2020/10/10

御不在の間

 十月と言えば「神無月」。
国中の神様が出雲に集まるので、各地で神様が不在になるから「神無月」、逆に、出雲は神様が集まるので「神在月」なんて言うのだ。
でも、これって後付けのものなんだって。
先に「カンナヅキ」という音の言葉があって、それに「神無月」という字を当ててから出てきた俗信らしいよ。
といっても、すでに中世、平安時代には広まっていたと言うから古い話ではあるのだ。
でも、そのころすでに「カンナヅキ」の語源がよくわからないようになっていたんだね・・・。

これはわりと広く信じられていたようだけど、ひと月の間神様が全く不在ではさすがに困ってしまうよね(>o<)
で、「留守神」というものがあるのだ。
これは、神無月になっても出雲に行かず、地元に残ってくれる神様のこと。
多くの場合、かまど神や田の神のような、日常生活に密着していて、不在にされたら困るような神様と認識されているのだ。
かまどは生活に不可欠なものである一方、火元の不始末は火事につながるわけで、きちんと神様をまつらないんだよね。
1日かそこらなら火を使わない、というのもできるかもだけど、もっと長いからね。
それに、旧暦とは言え、神無月だと米の収穫が終わった後の収穫祭なんかもあって、農耕地では秋祭りがある場合もあるので、お祭りの時に神様がいないというのも都合がよくないのだ。

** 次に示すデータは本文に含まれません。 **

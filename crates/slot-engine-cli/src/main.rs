//! `slots` CLI: compute bookable appointment slots from a JSON request.
//!
//! ## Usage
//!
//! ```sh
//! # Compute slots (stdin → stdout)
//! slots compute < request.json
//!
//! # From file to file, only offering free slots
//! slots compute -i request.json -o slots.json --available-only
//!
//! # Pin the clock (slots at or before this instant are not offered)
//! slots compute -i request.json --now 2026-03-16T08:00:00Z
//!
//! # Check a request without computing anything
//! slots validate -i request.json
//!
//! # Show engine decisions on stderr
//! slots --verbose compute -i request.json
//! ```
//!
//! ## Request format
//!
//! ```json
//! {
//!   "startDate": "2026-03-16",
//!   "endDate": "2026-03-17",
//!   "durationMinutes": 60,
//!   "granularityMinutes": 15,
//!   "bufferMinutes": 15,
//!   "workingHours": { "mode": "simple", "startHour": 9, "endHour": 17, "workDays": [1, 2, 3, 4, 5] },
//!   "calendars": [
//!     { "id": "office", "role": "blocking", "busy": [{ "start": "2026-03-16T10:00:00Z", "end": "2026-03-16T10:30:00Z" }] }
//!   ]
//! }
//! ```

use std::io::{self, Read};

use anyhow::{Context, Result};
use chrono::{DateTime, Duration, NaiveDate, NaiveTime, Utc};
use clap::{Parser, Subcommand};
use serde::Deserialize;
use slot_engine::{
    collect_blocking_busy, compute_availability, LocalCalendar, SlotQuery, SlotsResponse,
    WorkingHoursSpec,
};
use tracing::info;
use tracing_subscriber::EnvFilter;

#[derive(Parser)]
#[command(
    name = "slots",
    version,
    about = "Bookable appointment slots from working hours and calendar busy time"
)]
struct Cli {
    #[command(subcommand)]
    command: Commands,

    /// Log engine decisions to stderr (overrides RUST_LOG)
    #[arg(short, long, global = true)]
    verbose: bool,
}

#[derive(Subcommand)]
enum Commands {
    /// Compute slots and their availability
    Compute {
        /// Request file (reads from stdin if omitted)
        #[arg(short, long)]
        input: Option<String>,
        /// Output file (writes to stdout if omitted)
        #[arg(short, long)]
        output: Option<String>,
        /// RFC 3339 instant to treat as "now" (defaults to the system clock)
        #[arg(long)]
        now: Option<String>,
        /// Drop unavailable slots from the output
        #[arg(long)]
        available_only: bool,
    },
    /// Validate a request without computing slots
    Validate {
        /// Request file (reads from stdin if omitted)
        #[arg(short, long)]
        input: Option<String>,
    },
}

/// One availability query as the booking page sends it.
#[derive(Debug, Deserialize)]
#[serde(rename_all = "camelCase")]
struct SlotRequest {
    #[serde(flatten)]
    query: SlotQuery,
    /// Overrides the buffer carried by a simple working-hours spec.
    buffer_minutes: Option<u32>,
    working_hours: WorkingHoursSpec,
    #[serde(default)]
    calendars: Vec<LocalCalendar>,
}

impl SlotRequest {
    fn buffer_minutes(&self) -> u32 {
        self.buffer_minutes
            .or_else(|| self.working_hours.buffer_minutes())
            .unwrap_or(0)
    }

    /// Range to fetch busy time for. Starts one buffer early so an interval
    /// ending just before the first day still blocks its trailing buffer.
    fn busy_window(&self) -> (DateTime<Utc>, DateTime<Utc>) {
        let midnight = |date: NaiveDate| date.and_time(NaiveTime::MIN).and_utc();
        let from = midnight(self.query.start_date)
            - Duration::minutes(i64::from(self.buffer_minutes()));
        (from, midnight(self.query.end_date))
    }
}

fn main() -> Result<()> {
    let cli = Cli::parse();
    init_logging(cli.verbose);

    match cli.command {
        Commands::Compute {
            input,
            output,
            now,
            available_only,
        } => {
            let request = read_request(input.as_deref())?;
            let now = match now.as_deref() {
                Some(text) => parse_instant(text)?,
                None => Utc::now(),
            };

            request.query.validate().context("Invalid slot request")?;

            let buffer = request.buffer_minutes();
            let (from, to) = request.busy_window();
            let busy = collect_blocking_busy(&request.calendars, from, to)
                .context("Failed to collect busy intervals")?;

            let mut slots =
                compute_availability(&request.query, &request.working_hours, &busy, buffer, now)
                    .context("Failed to compute slots")?;

            let total = slots.len();
            if available_only {
                slots.retain(|slot| slot.available);
            }
            info!(
                total,
                returned = slots.len(),
                busy = busy.len(),
                buffer_minutes = buffer,
                "computed slots"
            );

            let json = SlotsResponse::from(slots)
                .to_json_pretty()
                .context("Failed to serialize slots")?;
            write_output(output.as_deref(), &json)?;
        }
        Commands::Validate { input } => {
            let request = read_request(input.as_deref())?;
            request.query.validate().context("Invalid slot request")?;
            let schedule = request
                .working_hours
                .resolve()
                .context("Invalid slot request")?;

            println!(
                "valid: {} working windows per week, {} calendars, buffer {} minutes",
                schedule.window_count(),
                request.calendars.len(),
                request.buffer_minutes()
            );
        }
    }

    Ok(())
}

fn init_logging(verbose: bool) {
    let filter = if verbose {
        EnvFilter::new("debug")
    } else {
        EnvFilter::try_from_default_env().unwrap_or_else(|_| EnvFilter::new("warn"))
    };

    tracing_subscriber::fmt()
        .with_env_filter(filter)
        .with_writer(io::stderr)
        .with_target(false)
        .init();
}

fn parse_instant(text: &str) -> Result<DateTime<Utc>> {
    DateTime::parse_from_rfc3339(text)
        .map(|dt| dt.with_timezone(&Utc))
        .with_context(|| format!("Invalid --now instant '{}' (expected RFC 3339)", text))
}

fn read_request(path: Option<&str>) -> Result<SlotRequest> {
    let text = read_input(path)?;
    serde_json::from_str(&text).context("Failed to parse slot request JSON")
}

fn read_input(path: Option<&str>) -> Result<String> {
    match path {
        Some(path) => {
            std::fs::read_to_string(path).with_context(|| format!("Failed to read file: {}", path))
        }
        None => {
            let mut buf = String::new();
            io::stdin()
                .read_to_string(&mut buf)
                .context("Failed to read from stdin")?;
            Ok(buf)
        }
    }
}

fn write_output(path: Option<&str>, content: &str) -> Result<()> {
    match path {
        Some(path) => {
            std::fs::write(path, content)
                .with_context(|| format!("Failed to write file: {}", path))?;
        }
        None => {
            println!("{}", content);
        }
    }
    Ok(())
}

そうした流れで「留守神」という概念ができてくるわけ°、なぜかそこにかまど神と同一視されることの多い大黒天だけでなく、恵比寿神が入ることが多いというのだ!
これは不思議。
大黒・恵比寿の二柱セットでお祭りする例が多いからなのか、豊漁の神様として漁村地域で「留守神」になっていたのがひろまったのか、「商売繁盛」の福神としおてひと月も不在にされたら困るということなのか。
よくわからないのだけど、「留守神」というと「恵比寿が多い」と言われるくらいには広まっているんだって。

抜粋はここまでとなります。